Et tous prouvent ainsi qu’ils maîtrisent là l’une des plus tristement enracinées des caractéristiques distinctives de la culture politique espagnole : l’utilisation de l’insulte comme argument politique.
De la difficulté d’assurer l’égalité de traîtement pour tous :
L’enjeu de la définition nationale sert ainsi à empêcher une discussion sereine et claire sur le système de financement.
À présent, l’État central espagnol encaisse la plupart des impôts et en retransfère une partie aux communautés autonomes. A toutes ? Non. En effet, le Pays basque et la Navarre les encaissent elles-mêmes. Et ce, en raison de « droits historiques » que personne n’a jamais mis en question.
Or, l’État central a refusé depuis vint ans de publier les bilans fiscaux des communautés autonomes. Et le déficit fiscal catalan est estimé par des études fiables à 10% du PIB (pas des impôts mais de la globalité du PIB). Mais il semble qu’en parler en public serait une offense contre l’égalité existant entre espagnols.
Néanmoins, les Catalans vivent ainsi une expérience curieuse chaque fois qu’ils doivent payer leur impôt sur le revenu.
En effet, en vue de la ’’fédéralisation’’ des Espagne -et en la demande de la Catalogne- on a récemment introduit dans la fiscalité espagnole la fameuse « quotité autonomique » : partie des revenus octroyée aux CA en vue d’établir une « co-responsabilité fiscale ».
Mais comment est-il donc possible que la plupart des CA puisse alors ainsi se permettre de faire nombre de déductions (allocations familiales, aides au logement, exemptions fiscales pour les entreprises, etc) que le gouvernement de la Catalogne ne fait pas ? Comment est-il possible que le gouvernement de la CA de Madrid ait ainsi pu se permettre de s’exonérer d’impôts et de taxes comme celles percues sur les transmissions du patrimoine ? Et juste rappeler que les fonds européens utilisés pour le développement du réseau métropolitain de Madrid ont cependant été refusés à la ville de Barcelone.
Alors oui, il faut certes protéger l’égalité entre les espagnols. Mais surtout, visiblement, les empêcher de pouvoir constater qu’il en y a tout de même quelques-uns qui sont -apparemment- plus égaux que les autres.
Un débat identitaire ?
Quant aux questions portant sur l’identité, on pourrait certes en parler des heures.
Alors, juste un petit exemple pratique : jusque là il est absolument hors question d’exiger de quiconque qu’il connaisse la langue catalane. Et ce, pas même de la part des fonctionnaires publics. Les juges n’ont donc, par conséquent, absolument aucune obligation de respecter celle-ci. Il faudrait leur rappeler que ce droit leur est alors garanti en dépit du droit à interpeler la justice en sa langue propre dont devrait pourtant pouvoir bénéficier l’ensemble de la population catalane.
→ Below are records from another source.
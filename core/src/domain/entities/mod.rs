//! Domain entities representing core business objects.

pub mod identity;
pub mod token;

// Re-export commonly used types
pub use identity::{Account, AccountCredentials, Identity, NewAccount};
pub use token::{
    AccessClaims, NewLedgerEntry, RefreshClaims, RefreshLedgerEntry, TokenPair, TokenStatus,
    TOKEN_TYPE,
};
Le fédéralisme, pour mieux vivre ensemble :
Heureusement, à présent tout -ou presque- a pu (et peut encore) se discuter par la voie démocratique ; le fédéralisme étant ainsi un processus continu de construction de la vie en commun.
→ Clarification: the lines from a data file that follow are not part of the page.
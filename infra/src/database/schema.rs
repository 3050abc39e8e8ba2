//! Table bootstrap for the users and refresh_tokens tables

use sqlx::MySqlPool;

use crate::InfrastructureError;

const CREATE_USERS: &str = r#"
    CREATE TABLE IF NOT EXISTS users (
        id CHAR(36) NOT NULL,
        email VARCHAR(255) NOT NULL,
        password_hash VARCHAR(255) NOT NULL,
        name VARCHAR(120) NOT NULL,
        created_at DATETIME(6) NOT NULL DEFAULT CURRENT_TIMESTAMP(6),
        deleted_at DATETIME(6) NULL,
        PRIMARY KEY (id),
        UNIQUE KEY uq_users_email (email)
    ) ENGINE=InnoDB DEFAULT CHARSET=utf8mb4
"#;

const CREATE_REFRESH_TOKENS: &str = r#"
    CREATE TABLE IF NOT EXISTS refresh_tokens (
        id BIGINT NOT NULL AUTO_INCREMENT,
        user_id CHAR(36) NOT NULL,
        jti VARCHAR(64) NOT NULL,
        token_hash CHAR(64) NULL,
        user_agent VARCHAR(512) NULL,
        ip_addr VARCHAR(64) NULL,
        expires_at DATETIME NOT NULL,
        is_revoked BOOLEAN NOT NULL DEFAULT FALSE,
        replaced_by VARCHAR(64) NULL,
        created_at DATETIME(6) NOT NULL DEFAULT CURRENT_TIMESTAMP(6),
        PRIMARY KEY (id),
        UNIQUE KEY uq_refresh_tokens_jti (jti),
        KEY idx_refresh_tokens_user_id (user_id)
    ) ENGINE=InnoDB DEFAULT CHARSET=utf8mb4
"#;

/// Create the tables the server needs if they do not exist yet
pub async fn ensure_schema(pool: &MySqlPool) -> Result<(), InfrastructureError> {
    for statement in [CREATE_USERS, CREATE_REFRESH_TOKENS] {
        sqlx::query(statement).execute(pool).await?;
    }

    tracing::info!("Database schema ensured");
    Ok(())
}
Ainsi, au-delà du bruit, il y aura sans nul doute un accord qui ne va probablement satisfaire pleinement personne, mais qui va nous permettre de continuer à vivre ensemble.
Mais cela n’empêche pas d’en revenir aux propos du grand philosophe catalan Francesc Pujols, qui disait qu’il arriverait un jour où les Catalans, pour le seul fait d’en être, pourraient librement s’assumer et être eux-mêmes, où qu’ils aillent.
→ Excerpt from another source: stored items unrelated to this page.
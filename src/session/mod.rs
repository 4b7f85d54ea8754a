//! The persisted document shape: pure serialize/restore with no I/O.
//!
//! The session store collaborator owns where the payload lives; this module
//! owns what it looks like. Rasters travel as PNG bytes so the shape
//! round-trips exactly. History never persists; a restored document starts
//! with empty stacks.

use serde::{Deserialize, Serialize};
use thiserror::Error;
use uuid::Uuid;

use crate::adjust::AdjustmentStep;
use crate::document::{ImageDocument, RestoredDocument};
use crate::overlay::TextOverlay;
use crate::raster::{self, RasterError};

#[derive(Debug, Error)]
pub enum SessionError {
    #[error("session raster could not be restored: {0}")]
    Raster(#[from] RasterError),
}

pub type SessionResult<T> = std::result::Result<T, SessionError>;

/// One document as it sits in the session store.
#[derive(Debug, Clone, PartialEq, Serialize, Deserialize)]
pub struct SessionDocument {
    pub id: String,
    pub name: String,
    pub dirty: bool,
    pub revision: u64,
    pub source_width: u32,
    pub source_height: u32,
    pub adjustment_steps: Vec<AdjustmentStep>,
    pub adjustment_base_png: Option<Vec<u8>>,
    pub original_png: Vec<u8>,
    pub working_png: Vec<u8>,
    pub overlays: Vec<TextOverlay>,
    pub overlay_selection: Option<usize>,
}

pub fn serialize_document(doc: &ImageDocument) -> SessionResult<SessionDocument> {
    let adjustment_base_png = match doc.adjustment_base() {
        Some(base) => Some(raster::encode_png(base)?),
        None => None,
    };
    let (source_width, source_height) = doc.source_dimensions();
    Ok(SessionDocument {
        id: doc.id().to_string(),
        name: doc.name().to_string(),
        dirty: doc.dirty(),
        revision: doc.revision(),
        source_width,
        source_height,
        adjustment_steps: doc.adjustment_steps().to_vec(),
        adjustment_base_png,
        original_png: doc.original_png().to_vec(),
        working_png: raster::encode_png(doc.working())?,
        overlays: doc.overlays().to_vec(),
        overlay_selection: doc.overlay_selection(),
    })
}

/// Rebuilds a document from a stored entry. The original and working
/// rasters must decode or no document is created. A damaged adjustment
/// base degrades gracefully: the chain is dropped and the working raster
/// kept, since the pixels already contain the applied steps.
pub fn restore_document(entry: SessionDocument) -> SessionResult<ImageDocument> {
    let original = raster::decode_png(&entry.original_png)?;
    let working = raster::decode_png(&entry.working_png)?;

    let id = match Uuid::parse_str(&entry.id) {
        Ok(id) => id,
        Err(_) => {
            tracing::warn!(id = %entry.id, "unparseable document id; assigning a new one");
            Uuid::new_v4()
        }
    };

    let adjustment_base = match &entry.adjustment_base_png {
        Some(bytes) => match raster::decode_png(bytes) {
            Ok(base) => Some(base),
            Err(err) => {
                tracing::warn!(error = %err, "adjustment base unreadable; dropping the chain");
                None
            }
        },
        None => None,
    };
    let adjustment_steps: Vec<AdjustmentStep> = entry
        .adjustment_steps
        .iter()
        .map(|step| step.normalized())
        .collect();
    // A chain without a base cannot replay; keep the baked-in pixels and
    // forget the orphaned steps.
    let (adjustment_base, adjustment_steps) = if adjustment_base.is_some() {
        (adjustment_base, adjustment_steps)
    } else {
        if !adjustment_steps.is_empty() {
            tracing::warn!(
                steps = adjustment_steps.len(),
                "adjustment steps without a base; dropping them"
            );
        }
        (None, Vec::new())
    };

    Ok(ImageDocument::from_restored(RestoredDocument {
        id,
        name: entry.name,
        original,
        original_png: entry.original_png,
        working,
        adjustment_base,
        adjustment_steps,
        overlays: entry.overlays,
        overlay_selection: entry.overlay_selection,
        revision: entry.revision,
        dirty: entry.dirty,
        source_width: entry.source_width,
        source_height: entry.source_height,
    }))
}

#[cfg(test)]
mod tests {
    use super::*;
    use crate::document::test_document;
    use crate::geometry::PixelRect;

    fn edited_document() -> ImageDocument {
        let mut doc = test_document(24, 24);
        doc.append_adjustment(AdjustmentStep::new(130, 110, 90, 1))
            .expect("adjustment should commit");
        doc.set_detections(vec![TextOverlay::new(
            PixelRect::new(2, 2, 10, 5),
            "token",
            0.87,
        )]);
        doc
    }

    #[test]
    fn session_shape_round_trips_exactly() {
        let doc = edited_document();
        let entry = serialize_document(&doc).expect("serialize");

        let json = serde_json::to_string(&entry).expect("session shape is json");
        let parsed: SessionDocument = serde_json::from_str(&json).expect("parse back");
        assert_eq!(parsed, entry);

        let restored = restore_document(parsed).expect("restore");
        let entry_again = serialize_document(&restored).expect("serialize again");
        assert_eq!(entry_again, entry);
    }

    #[test]
    fn restore_preserves_identity_and_state() {
        let doc = edited_document();
        let id = doc.id();
        let revision = doc.revision();
        let entry = serialize_document(&doc).expect("serialize");

        let restored = restore_document(entry).expect("restore");
        assert_eq!(restored.id(), id);
        assert_eq!(restored.revision(), revision);
        assert!(restored.dirty());
        assert_eq!(restored.working(), doc.working());
        assert_eq!(restored.original(), doc.original());
        assert_eq!(restored.adjustment_steps(), doc.adjustment_steps());
        assert_eq!(restored.overlays(), doc.overlays());
        // History is intentionally not persisted.
        assert_eq!(restored.history_len(), 0);
        assert_eq!(restored.future_len(), 0);
    }

    #[test]
    fn unreadable_working_raster_fails_the_restore() {
        let doc = edited_document();
        let mut entry = serialize_document(&doc).expect("serialize");
        entry.working_png = vec![9, 9, 9];
        assert!(matches!(
            restore_document(entry),
            Err(SessionError::Raster(_))
        ));
    }

    #[test]
    fn damaged_adjustment_base_drops_the_chain_but_keeps_pixels() {
        let doc = edited_document();
        let working = doc.working().clone();
        let mut entry = serialize_document(&doc).expect("serialize");
        entry.adjustment_base_png = Some(vec![1, 2, 3]);

        let restored = restore_document(entry).expect("restore succeeds");
        assert!(restored.adjustment_steps().is_empty());
        assert!(restored.adjustment_base().is_none());
        assert_eq!(restored.working(), &working);
    }

    #[test]
    fn orphaned_steps_without_a_base_are_dropped() {
        let doc = edited_document();
        let mut entry = serialize_document(&doc).expect("serialize");
        entry.adjustment_base_png = None;

        let restored = restore_document(entry).expect("restore succeeds");
        assert!(restored.adjustment_steps().is_empty());
    }

    #[test]
    fn garbage_id_gets_replaced_instead_of_failing() {
        let doc = test_document(8, 8);
        let mut entry = serialize_document(&doc).expect("serialize");
        entry.id = "not-a-uuid".to_string();
        let restored = restore_document(entry).expect("restore succeeds");
        assert_ne!(restored.id().to_string(), "not-a-uuid");
    }
}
Et nous le méritons, car nous sommes ainsi parmi les rares peuples du monde à avoir développé une pensée politique axée sur la possibilité d’avoir une, voire des identités plurielles. Et à nous définir ainsi, collectivement, en termes postnationalistes. Bien que ce soit au prix de l’incompréhension et de la condescendance de nos plus proches voisins, sinon de l’ensemble du monde.
Ferran J. Lloveras (Président de la « JEF-Catalogne »).